(Problem to work on)
When "lived" occurs in a line of the material, copy that line.

(Listed entries)
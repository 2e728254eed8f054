//! Reconnect backoff for the long-lived dispatch loops.
//!
//! The producer dispatcher, consumer ingester and consumer dispatcher all
//! survive transient database and transport outages by backing off and
//! reconnecting rather than exiting. This module holds the shared policy:
//! exponential delay growth with a cap.
//!
//! # Example
//!
//! ```
//! use transit_runtime::retry::BackoffPolicy;
//! use std::time::Duration;
//!
//! let policy = BackoffPolicy::default();
//! assert_eq!(policy.delay_for_attempt(0), Duration::from_millis(100));
//! assert_eq!(policy.delay_for_attempt(1), Duration::from_millis(200));
//! ```

use std::time::Duration;
use tokio::time::sleep;

/// Exponential backoff policy.
///
/// Defaults: 100ms initial delay, doubling per attempt, capped at 30s.
#[derive(Debug, Clone)]
pub struct BackoffPolicy {
    /// Delay before the first retry.
    pub initial_delay: Duration,
    /// Cap on the delay between retries.
    pub max_delay: Duration,
    /// Growth factor per attempt.
    pub multiplier: f64,
}

impl Default for BackoffPolicy {
    fn default() -> Self {
        Self {
            initial_delay: Duration::from_millis(100),
            max_delay: Duration::from_secs(30),
            multiplier: 2.0,
        }
    }
}

impl BackoffPolicy {
    /// Delay for the given zero-based attempt number, capped at `max_delay`.
    #[must_use]
    pub fn delay_for_attempt(&self, attempt: u32) -> Duration {
        #[allow(clippy::cast_precision_loss, clippy::cast_sign_loss, clippy::cast_possible_truncation)]
        let delay_ms =
            (self.initial_delay.as_millis() as f64 * self.multiplier.powi(attempt as i32)) as u64;
        Duration::from_millis(delay_ms).min(self.max_delay)
    }

    /// Sleep for the delay of the given attempt.
    pub async fn wait(&self, attempt: u32) {
        sleep(self.delay_for_attempt(attempt)).await;
    }
}

/// Retry an async operation until it succeeds or the attempt budget runs out.
///
/// # Errors
///
/// Returns the last error once `max_attempts` attempts have failed.
pub async fn retry_with_backoff<F, Fut, T, E>(
    policy: &BackoffPolicy,
    max_attempts: u32,
    mut operation: F,
) -> Result<T, E>
where
    F: FnMut() -> Fut,
    Fut: std::future::Future<Output = Result<T, E>>,
    E: std::fmt::Display,
{
    let mut attempt = 0;
    loop {
        match operation().await {
            Ok(value) => {
                if attempt > 0 {
                    tracing::info!(attempt, "Operation succeeded after retry");
                }
                return Ok(value);
            }
            Err(err) => {
                attempt += 1;
                if attempt >= max_attempts {
                    tracing::error!(attempt, error = %err, "Operation failed after max attempts");
                    return Err(err);
                }
                let delay = policy.delay_for_attempt(attempt - 1);
                tracing::warn!(
                    attempt,
                    delay_ms = delay.as_millis(),
                    error = %err,
                    "Operation failed, retrying"
                );
                sleep(delay).await;
            }
        }
    }
}

#[cfg(test)]
#[allow(clippy::unwrap_used)]
mod tests {
    use super::*;
    use std::sync::Arc;
    use std::sync::atomic::{AtomicU32, Ordering};

    #[test]
    fn delay_growth_is_capped() {
        let policy = BackoffPolicy {
            initial_delay: Duration::from_millis(100),
            max_delay: Duration::from_secs(1),
            multiplier: 2.0,
        };

        assert_eq!(policy.delay_for_attempt(0), Duration::from_millis(100));
        assert_eq!(policy.delay_for_attempt(2), Duration::from_millis(400));
        assert_eq!(policy.delay_for_attempt(10), Duration::from_secs(1));
    }

    #[tokio::test]
    async fn retries_until_success() {
        let policy = BackoffPolicy {
            initial_delay: Duration::from_millis(1),
            ..BackoffPolicy::default()
        };
        let calls = Arc::new(AtomicU32::new(0));
        let calls_clone = Arc::clone(&calls);

        let result = retry_with_backoff(&policy, 5, || {
            let calls = Arc::clone(&calls_clone);
            async move {
                if calls.fetch_add(1, Ordering::SeqCst) < 2 {
                    Err("not yet")
                } else {
                    Ok(42)
                }
            }
        })
        .await;

        assert_eq!(result, Ok(42));
        assert_eq!(calls.load(Ordering::SeqCst), 3);
    }

    #[tokio::test]
    async fn gives_up_after_budget() {
        let policy = BackoffPolicy {
            initial_delay: Duration::from_millis(1),
            ..BackoffPolicy::default()
        };

        let result: Result<(), &str> =
            retry_with_backoff(&policy, 3, || async { Err("always") }).await;
        assert_eq!(result, Err("always"));
    }
}
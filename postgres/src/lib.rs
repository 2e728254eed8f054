//! `PostgreSQL` staging-queue repositories for the Transit broker.
//!
//! Two short-lived tables carry every message through the system:
//!
//! - [`producer_queue`](ProducerQueue) — outgoing envelopes staged by
//!   `send()` and drained to the external transport by the producer
//!   dispatcher.
//! - [`consumer_queue`](ConsumerQueue) — incoming envelopes staged by the
//!   consumer ingester and drained to user callbacks by the consumer
//!   dispatcher.
//!
//! Rows whose processing keeps failing are moved to the
//! [`broker_dead_letter`](DeadLetterQueue) table once they reach the retry
//! limit.
//!
//! Coordination across processes uses only two database primitives: row-level
//! locks (`FOR UPDATE SKIP LOCKED`) for work distribution, and
//! `LISTEN`/`NOTIFY` ([`QueueListener`]) to wake sleeping dispatchers. Table
//! creation takes an advisory lock keyed by the table-name hash so concurrent
//! service startups do not race.

#![forbid(unsafe_code)]
#![warn(missing_docs)]

mod consumer_queue;
mod dead_letter;
mod listener;
mod producer_queue;

pub use consumer_queue::{CONSUMER_QUEUE_CHANNEL, ConsumerQueue, ConsumerRow};
pub use dead_letter::{DeadLetterQueue, DeadLetterRow, DeadLetterStatus};
pub use listener::QueueListener;
pub use producer_queue::{PRODUCER_QUEUE_CHANNEL, ProducerQueue, ProducerRow};

use std::hash::{DefaultHasher, Hash, Hasher};
use thiserror::Error;

/// Errors raised by the staging-queue repositories.
#[derive(Error, Debug)]
pub enum QueueError {
    /// A query failed or the connection was lost mid-statement.
    #[error("database error: {0}")]
    Database(String),

    /// A row referenced by id does not exist.
    #[error("row {0} not found")]
    RowNotFound(i64),
}

impl From<sqlx::Error> for QueueError {
    fn from(error: sqlx::Error) -> Self {
        Self::Database(error.to_string())
    }
}

/// Advisory-lock key for guarded DDL: a stable hash of the table name.
pub(crate) fn advisory_lock_key(table: &str) -> i64 {
    let mut hasher = DefaultHasher::new();
    table.hash(&mut hasher);
    #[allow(clippy::cast_possible_wrap)] // The lock key is an opaque 64-bit value.
    {
        hasher.finish() as i64
    }
}

#[cfg(test)]
mod tests {
    use super::*;

    #[test]
    fn advisory_lock_key_is_stable() {
        assert_eq!(
            advisory_lock_key("producer_queue"),
            advisory_lock_key("producer_queue")
        );
        assert_ne!(
            advisory_lock_key("producer_queue"),
            advisory_lock_key("consumer_queue")
        );
    }
}
//! # Transit Testing
//!
//! Testing utilities for the Transit broker:
//!
//! - [`InMemoryMessageBus`]: a [`MessageBus`] double that records publishes,
//!   routes them to live subscriptions, tracks topic admin operations and
//!   can be switched into a failing mode for retry-path tests.
//! - [`builders`]: envelope and event payload builders for test fixtures.
//! - [`init_tracing`]: opt-in log output for debugging test runs.
//!
//! ## Example
//!
//! ```
//! use transit_testing::InMemoryMessageBus;
//! use transit_core::bus::MessageBus;
//!
//! # #[tokio::main(flavor = "current_thread")]
//! # async fn main() {
//! let bus = InMemoryMessageBus::new();
//! bus.publish("orders", None, b"payload").await.unwrap();
//! assert_eq!(bus.published("orders"), vec![b"payload".to_vec()]);
//! # }
//! ```

#![forbid(unsafe_code)]
#![warn(missing_docs)]

use std::collections::{BTreeSet, HashMap};
use std::sync::atomic::{AtomicBool, Ordering};
use std::sync::{Arc, Mutex};
use tokio::sync::mpsc;
use transit_core::bus::{
    BusError, BusFuture, Delivery, IngestStream, MessageBus, SubscriptionControl,
};

struct Subscriber {
    topics: Arc<Mutex<BTreeSet<String>>>,
    tx: mpsc::UnboundedSender<Result<Delivery, BusError>>,
}

#[derive(Default)]
struct BusState {
    published: HashMap<String, Vec<Vec<u8>>>,
    subscribers: Vec<Subscriber>,
    topics: BTreeSet<String>,
    deleted_topics: Vec<String>,
}

/// In-memory [`MessageBus`] for tests.
///
/// Publishes are recorded and routed synchronously to every live
/// subscription whose topic set matches. Admin operations maintain a topic
/// set so tests can assert on topic lifecycle. [`InMemoryMessageBus::fail_publishes`]
/// makes every publish fail, exercising retry accounting.
#[derive(Clone, Default)]
pub struct InMemoryMessageBus {
    state: Arc<Mutex<BusState>>,
    fail_publishes: Arc<AtomicBool>,
}

impl InMemoryMessageBus {
    /// Create an empty bus.
    #[must_use]
    pub fn new() -> Self {
        Self::default()
    }

    /// Make every subsequent publish fail (or succeed again).
    pub fn fail_publishes(&self, fail: bool) {
        self.fail_publishes.store(fail, Ordering::SeqCst);
    }

    /// Payloads published to the given topic, in publish order.
    #[must_use]
    pub fn published(&self, topic: &str) -> Vec<Vec<u8>> {
        self.state
            .lock()
            .map(|state| state.published.get(topic).cloned().unwrap_or_default())
            .unwrap_or_default()
    }

    /// Total number of published payloads across all topics.
    #[must_use]
    pub fn published_count(&self) -> usize {
        self.state
            .lock()
            .map(|state| state.published.values().map(Vec::len).sum())
            .unwrap_or_default()
    }

    /// Whether the topic currently exists (created and not deleted).
    #[must_use]
    pub fn topic_exists(&self, topic: &str) -> bool {
        self.state
            .lock()
            .map(|state| state.topics.contains(topic))
            .unwrap_or_default()
    }

    /// Topics deleted so far, in deletion order.
    #[must_use]
    pub fn deleted_topics(&self) -> Vec<String> {
        self.state
            .lock()
            .map(|state| state.deleted_topics.clone())
            .unwrap_or_default()
    }

    fn poisoned() -> BusError {
        BusError::TransportError("bus state poisoned".to_string())
    }
}

struct InMemorySubscription {
    topics: Arc<Mutex<BTreeSet<String>>>,
}

impl SubscriptionControl for InMemorySubscription {
    fn add_topic(&self, topic: &str) -> BusFuture<'_, ()> {
        let topic = topic.to_string();
        Box::pin(async move {
            self.topics
                .lock()
                .map_err(|_| InMemoryMessageBus::poisoned())?
                .insert(topic);
            Ok(())
        })
    }

    fn remove_topic(&self, topic: &str) -> BusFuture<'_, ()> {
        let topic = topic.to_string();
        Box::pin(async move {
            self.topics
                .lock()
                .map_err(|_| InMemoryMessageBus::poisoned())?
                .remove(&topic);
            Ok(())
        })
    }
}

impl MessageBus for InMemoryMessageBus {
    fn publish(&self, topic: &str, _key: Option<&[u8]>, payload: &[u8]) -> BusFuture<'_, ()> {
        let topic = topic.to_string();
        let payload = payload.to_vec();

        Box::pin(async move {
            if self.fail_publishes.load(Ordering::SeqCst) {
                return Err(BusError::PublishFailed {
                    topic,
                    reason: "bus is in failing mode".to_string(),
                });
            }

            let mut state = self.state.lock().map_err(|_| Self::poisoned())?;
            state
                .published
                .entry(topic.clone())
                .or_default()
                .push(payload.clone());

            for subscriber in &state.subscribers {
                let subscribed = subscriber
                    .topics
                    .lock()
                    .map(|topics| topics.contains(&topic))
                    .unwrap_or(false);
                if subscribed {
                    let _ = subscriber.tx.send(Ok(Delivery {
                        topic: topic.clone(),
                        partition: 0,
                        payload: payload.clone(),
                    }));
                }
            }

            Ok(())
        })
    }

    fn subscribe(
        &self,
        topics: &[String],
        _group_id: &str,
    ) -> BusFuture<'_, (IngestStream, Box<dyn SubscriptionControl>)> {
        let topics: BTreeSet<String> = topics.iter().cloned().collect();

        Box::pin(async move {
            let (tx, rx) = mpsc::unbounded_channel();
            let topics = Arc::new(Mutex::new(topics));

            self.state
                .lock()
                .map_err(|_| Self::poisoned())?
                .subscribers
                .push(Subscriber {
                    topics: Arc::clone(&topics),
                    tx,
                });

            let stream = async_stream::stream! {
                let mut rx = rx;
                while let Some(result) = rx.recv().await {
                    yield result;
                }
            };

            Ok((
                Box::pin(stream) as IngestStream,
                Box::new(InMemorySubscription { topics }) as Box<dyn SubscriptionControl>,
            ))
        })
    }

    fn create_topic(&self, topic: &str, _partitions: i32, _replication: i32) -> BusFuture<'_, ()> {
        let topic = topic.to_string();
        Box::pin(async move {
            self.state
                .lock()
                .map_err(|_| Self::poisoned())?
                .topics
                .insert(topic);
            Ok(())
        })
    }

    fn delete_topic(&self, topic: &str) -> BusFuture<'_, ()> {
        let topic = topic.to_string();
        Box::pin(async move {
            let mut state = self.state.lock().map_err(|_| Self::poisoned())?;
            state.topics.remove(&topic);
            state.deleted_topics.push(topic);
            Ok(())
        })
    }
}

/// Builders for envelope fixtures.
pub mod builders {
    use transit_core::message::{BrokerMessage, EventData, Trace, TraceStep};
    use uuid::Uuid;

    /// A single-step trace originating at the given service.
    #[must_use]
    pub fn trace_from(service_name: &str) -> Trace {
        Trace::origin(TraceStep::new(Uuid::new_v4(), service_name))
    }

    /// A minimal envelope on the given topic.
    #[must_use]
    pub fn message_on(topic: &str, data: Vec<u8>, service_name: &str) -> BrokerMessage {
        BrokerMessage::new(topic, data, trace_from(service_name))
    }

    /// An event payload for the given aggregate and version.
    #[must_use]
    pub fn event_for(uuid: Uuid, version: u32) -> EventData {
        EventData::new(uuid, "TestAggregate", version, vec![])
    }
}

/// Initialize tracing output for a test run. Safe to call repeatedly.
pub fn init_tracing() {
    let _ = tracing_subscriber::fmt()
        .with_env_filter(
            tracing_subscriber::EnvFilter::try_from_default_env()
                .unwrap_or_else(|_| tracing_subscriber::EnvFilter::new("info")),
        )
        .with_test_writer()
        .try_init();
}

#[cfg(test)]
#[allow(clippy::unwrap_used)]
mod tests {
    use super::*;
    use futures::StreamExt;

    #[tokio::test]
    async fn publish_routes_to_matching_subscription() {
        let bus = InMemoryMessageBus::new();
        let topics = vec!["orders".to_string()];
        let (mut stream, _control) = bus.subscribe(&topics, "svc").await.unwrap();

        bus.publish("orders", None, b"a").await.unwrap();
        bus.publish("payments", None, b"b").await.unwrap();

        let delivery = stream.next().await.unwrap().unwrap();
        assert_eq!(delivery.topic, "orders");
        assert_eq!(delivery.payload, b"a");
        assert_eq!(bus.published_count(), 2);
    }

    #[tokio::test]
    async fn dynamic_topics_join_and_leave_subscription() {
        let bus = InMemoryMessageBus::new();
        let (mut stream, control) = bus.subscribe(&[], "svc").await.unwrap();

        control.add_topic("replies").await.unwrap();
        bus.publish("replies", None, b"r1").await.unwrap();
        assert_eq!(stream.next().await.unwrap().unwrap().payload, b"r1");

        control.remove_topic("replies").await.unwrap();
        bus.publish("replies", None, b"r2").await.unwrap();

        // Nothing further is delivered for the removed topic.
        let pending = futures::future::poll_immediate(stream.next()).await;
        assert!(pending.is_none());
    }

    #[tokio::test]
    async fn failing_mode_rejects_publishes() {
        let bus = InMemoryMessageBus::new();
        bus.fail_publishes(true);
        let result = bus.publish("orders", None, b"x").await;
        assert!(matches!(result, Err(BusError::PublishFailed { .. })));

        bus.fail_publishes(false);
        assert!(bus.publish("orders", None, b"x").await.is_ok());
    }

    #[tokio::test]
    async fn topic_admin_lifecycle_is_tracked() {
        let bus = InMemoryMessageBus::new();
        bus.create_topic("ephemeral", 1, 1).await.unwrap();
        assert!(bus.topic_exists("ephemeral"));

        bus.delete_topic("ephemeral").await.unwrap();
        assert!(!bus.topic_exists("ephemeral"));
        assert_eq!(bus.deleted_topics(), vec!["ephemeral".to_string()]);
    }
}
/*
    AnsiDrive

    Copyright 2024-2025 AnsiDrive contributors

    Permission is hereby granted, free of charge, to any person obtaining a
    copy of this software and associated documentation files (the “Software”),
    to deal in the Software without restriction, including without limitation
    the rights to use, copy, modify, merge, publish, distribute, sublicense,
    and/or sell copies of the Software, and to permit persons to whom the
    Software is furnished to do so, subject to the following conditions:

    The above copyright notice and this permission notice shall be included in
    all copies or substantial portions of the Software.

    THE SOFTWARE IS PROVIDED “AS IS”, WITHOUT WARRANTY OF ANY KIND, EXPRESS OR
    IMPLIED, INCLUDING BUT NOT LIMITED TO THE WARRANTIES OF MERCHANTABILITY,
    FITNESS FOR A PARTICULAR PURPOSE AND NONINFRINGEMENT. IN NO EVENT SHALL THE
    AUTHORS OR COPYRIGHT HOLDERS BE LIABLE FOR ANY CLAIM, DAMAGES OR OTHER
    LIABILITY, WHETHER IN AN ACTION OF CONTRACT, TORT OR OTHERWISE, ARISING
    FROM, OUT OF OR IN CONNECTION WITH THE SOFTWARE OR THE USE OR OTHER
    DEALINGS IN THE SOFTWARE.

    --------------------------------------------------------------------------

    devices::mod.rs

    Module to organize all device implementations

*/

pub mod ansi;
/*
    AnsiDrive

    Copyright 2024-2025 AnsiDrive contributors

    Permission is hereby granted, free of charge, to any person obtaining a
    copy of this software and associated documentation files (the “Software”),
    to deal in the Software without restriction, including without limitation
    the rights to use, copy, modify, merge, publish, distribute, sublicense,
    and/or sell copies of the Software, and to permit persons to whom the
    Software is furnished to do so, subject to the following conditions:

    The above copyright notice and this permission notice shall be included in
    all copies or substantial portions of the Software.

    THE SOFTWARE IS PROVIDED “AS IS”, WITHOUT WARRANTY OF ANY KIND, EXPRESS OR
    IMPLIED, INCLUDING BUT NOT LIMITED TO THE WARRANTIES OF MERCHANTABILITY,
    FITNESS FOR A PARTICULAR PURPOSE AND NONINFRINGEMENT. IN NO EVENT SHALL THE
    AUTHORS OR COPYRIGHT HOLDERS BE LIABLE FOR ANY CLAIM, DAMAGES OR OTHER
    LIABILITY, WHETHER IN AN ACTION OF CONTRACT, TORT OR OTHERWISE, ARISING
    FROM, OUT OF OR IN CONNECTION WITH THE SOFTWARE OR THE USE OR OTHER
    DEALINGS IN THE SOFTWARE.

    --------------------------------------------------------------------------

    device_types::mod.rs

    Types shared between device implementations and frontends.
*/

pub mod disk_type;
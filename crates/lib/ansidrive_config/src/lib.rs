/*
    AnsiDrive

    Copyright 2024-2025 AnsiDrive contributors

    Permission is hereby granted, free of charge, to any person obtaining a
    copy of this software and associated documentation files (the “Software”),
    to deal in the Software without restriction, including without limitation
    the rights to use, copy, modify, merge, publish, distribute, sublicense,
    and/or sell copies of the Software, and to permit persons to whom the
    Software is furnished to do so, subject to the following conditions:

    The above copyright notice and this permission notice shall be included in
    all copies or substantial portions of the Software.

    THE SOFTWARE IS PROVIDED “AS IS”, WITHOUT WARRANTY OF ANY KIND, EXPRESS OR
    IMPLIED, INCLUDING BUT NOT LIMITED TO THE WARRANTIES OF MERCHANTABILITY,
    FITNESS FOR A PARTICULAR PURPOSE AND NONINFRINGEMENT. IN NO EVENT SHALL THE
    AUTHORS OR COPYRIGHT HOLDERS BE LIABLE FOR ANY CLAIM, DAMAGES OR OTHER
    LIABILITY, WHETHER IN AN ACTION OF CONTRACT, TORT OR OTHERWISE, ARISING
    FROM, OUT OF OR IN CONNECTION WITH THE SOFTWARE OR THE USE OR OTHER
    DEALINGS IN THE SOFTWARE.

    --------------------------------------------------------------------------
*/

//! The `ansidrive_config` crate parses AnsiDrive's main configuration file, and overlays
//! command line arguments on top of the configuration file settings.
//! Command line arguments always take priority over the configuration file.
//!
//! Features:
//! - `use_bpaf`: Enable BPAF support for command line argument parsing.

#[cfg(feature = "use_bpaf")]
mod bpaf_config;
#[cfg(not(feature = "use_bpaf"))]
mod default_args;
pub mod mount;

use std::{
    path::{Path, PathBuf},
    str::FromStr,
};

use ansidrive_core::device_types::disk_type::AnsiDiskPreset;

#[cfg(feature = "use_bpaf")]
pub use bpaf_config::{cli_args, CmdLineArgs};
#[cfg(not(feature = "use_bpaf"))]
pub use default_args::CmdLineArgs;
pub use mount::MountSpec;

use cfg_if::cfg_if;
use serde_derive::Deserialize;

pub const DEFAULT_CONFIG_FILE: &str = "ansidrive.toml";
pub const DEFAULT_IMAGE_DIR: &str = "images";

const fn _default_true() -> bool {
    true
}

fn _default_image_dir() -> PathBuf {
    PathBuf::from(DEFAULT_IMAGE_DIR)
}

/// The host system the emulated drives are attached to.
#[derive(Copy, Clone, Debug, Default, PartialEq, Eq, strum_macros::EnumString, strum_macros::Display)]
#[strum(ascii_case_insensitive)]
pub enum SystemPreset {
    #[default]
    #[strum(serialize = "")]
    Generic,
    #[strum(serialize = "DN300")]
    ApolloDn300,
}

impl SystemPreset {
    /// Resolve a preset name. Unknown names fall back to the default preset.
    pub fn from_name(name: &str) -> Self {
        SystemPreset::from_str(name.trim()).unwrap_or_else(|_| {
            log::warn!("Unknown system preset name {:?}, using default settings", name);
            SystemPreset::Generic
        })
    }
}

/// Resolve a device preset name. An empty or unknown name selects the default drive.
pub fn device_preset_from_name(name: &str) -> AnsiDiskPreset {
    let name = name.trim();
    if name.is_empty() {
        return AnsiDiskPreset::default();
    }
    AnsiDiskPreset::from_str(name).unwrap_or_else(|_| {
        log::warn!("Unknown device preset name {:?}, using default settings", name);
        AnsiDiskPreset::default()
    })
}

#[derive(Debug, Deserialize)]
pub struct Emulator {
    #[serde(default = "_default_image_dir")]
    pub image_dir: PathBuf,
    #[serde(default)]
    pub system_preset: String,
    #[serde(default)]
    pub quirks: u8,
    /// Fixed poll timestep. When absent, wall clock time between polls is used.
    pub timestep_us: Option<f64>,
    pub script: Option<PathBuf>,
    pub report_file: Option<PathBuf>,
    #[serde(default)]
    pub trace_pins: bool,
    #[serde(default = "_default_true")]
    pub scan_images: bool,
    /// Cycles a scripted host waits on a single handshake before giving up.
    pub handshake_timeout: Option<u64>,
}

impl Default for Emulator {
    fn default() -> Self {
        Self {
            image_dir: _default_image_dir(),
            system_preset: String::new(),
            quirks: 0,
            timestep_us: None,
            script: None,
            report_file: None,
            trace_pins: false,
            scan_images: true,
            handshake_timeout: None,
        }
    }
}

impl Emulator {
    pub fn system_preset(&self) -> SystemPreset {
        SystemPreset::from_name(&self.system_preset)
    }
}

/// Per-device settings. Any geometry value given here overrides the preset.
#[derive(Clone, Debug, Default, Deserialize)]
pub struct DeviceConfigEntry {
    pub id: u8,
    #[serde(default)]
    pub preset: String,
    pub bytes_per_sector: Option<u32>,
    pub sectors_per_track: Option<u16>,
    pub heads_per_cylinder: Option<u8>,
    pub cylinders: Option<u16>,
    #[serde(default)]
    pub prefetch_bytes: u32,
    /// Image file name, or RAW:<start>:<end>:<path> for a sector window.
    pub image: Option<String>,
    /// First and last (exclusive) sector of the image within its file.
    pub sector_begin: Option<u64>,
    pub sector_end: Option<u64>,
}

impl DeviceConfigEntry {
    pub fn preset(&self) -> AnsiDiskPreset {
        device_preset_from_name(&self.preset)
    }
}

#[derive(Debug, Default, Deserialize)]
pub struct ConfigFileParams {
    #[serde(default)]
    pub emulator: Emulator,
    #[serde(default)]
    pub device: Vec<DeviceConfigEntry>,
}

impl ConfigFileParams {
    pub fn overlay(&mut self, shell_args: CmdLineArgs) {
        if let Some(image_dir) = shell_args.image_dir {
            self.emulator.image_dir = image_dir;
        }
        if let Some(script) = shell_args.script {
            self.emulator.script = Some(script);
        }
        if let Some(report_file) = shell_args.report_file {
            self.emulator.report_file = Some(report_file);
        }
        if let Some(timestep_us) = shell_args.timestep_us {
            self.emulator.timestep_us = Some(timestep_us);
        }
        if let Some(system_preset) = shell_args.system_preset {
            self.emulator.system_preset = system_preset;
        }

        self.emulator.trace_pins |= shell_args.trace_pins;
        self.emulator.scan_images &= !shell_args.no_image_scan;

        for mount in shell_args.mounts {
            match self.device.iter_mut().find(|d| d.id == mount.id) {
                Some(entry) => entry.image = Some(mount.image),
                None => self.device.push(DeviceConfigEntry {
                    id: mount.id,
                    image: Some(mount.image),
                    ..Default::default()
                }),
            }
        }
    }

    pub fn device_config(&self, id: u8) -> Option<&DeviceConfigEntry> {
        self.device.iter().find(|d| d.id == id)
    }
}

pub fn read_config(toml_string: impl AsRef<str>, shell_args: CmdLineArgs) -> Result<ConfigFileParams, anyhow::Error> {
    let mut toml_args: ConfigFileParams = toml::from_str(toml_string.as_ref())?;

    // Command line arguments override config file arguments
    toml_args.overlay(shell_args);

    for entry in &toml_args.device {
        if entry.id as usize >= ansidrive_core::devices::ansi::MAX_DEVICES {
            anyhow::bail!("Device id {} in configuration is out of range (0-7)", entry.id);
        }
    }

    log::debug!(
        "Configuration: system preset {:?}, quirks {:02X}, {} device entries",
        toml_args.emulator.system_preset(),
        toml_args.emulator.quirks,
        toml_args.device.len()
    );
    Ok(toml_args)
}

fn shell_args() -> CmdLineArgs {
    cfg_if! {
        if #[cfg(feature = "use_bpaf")] {
            log::debug!("Reading command line arguments...");
            cli_args().run()
        } else {
            log::debug!("Argument reading disabled...");
            CmdLineArgs::default()
        }
    }
}

/// Read the TOML configuration from a file path, parse and overlay command line arguments.
/// A missing default configuration file is not an error; built-in defaults are used instead.
pub fn read_config_file<P>(default_path: P) -> Result<ConfigFileParams, anyhow::Error>
where
    P: AsRef<Path>,
{
    let shell_args = shell_args();

    // Allow configuration file path to be overridden by command line argument 'config_file'
    let toml_string = if let Some(configfile_path) = shell_args.config_file.as_ref() {
        std::fs::read_to_string(configfile_path)?
    }
    else if default_path.as_ref().exists() {
        std::fs::read_to_string(default_path)?
    }
    else {
        log::info!(
            "No configuration file at {}, using defaults",
            default_path.as_ref().display()
        );
        String::new()
    };

    read_config(toml_string, shell_args)
}

/// Read the TOML configuration from a string, parse and overlay command line arguments.
pub fn read_config_string(toml_string: impl AsRef<str>) -> Result<ConfigFileParams, anyhow::Error> {
    read_config(toml_string, shell_args())
}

(Output of the task)
//! Reconnect backoff for the long-lived dispatch loops.
//! Two short-lived tables carry every message through the system:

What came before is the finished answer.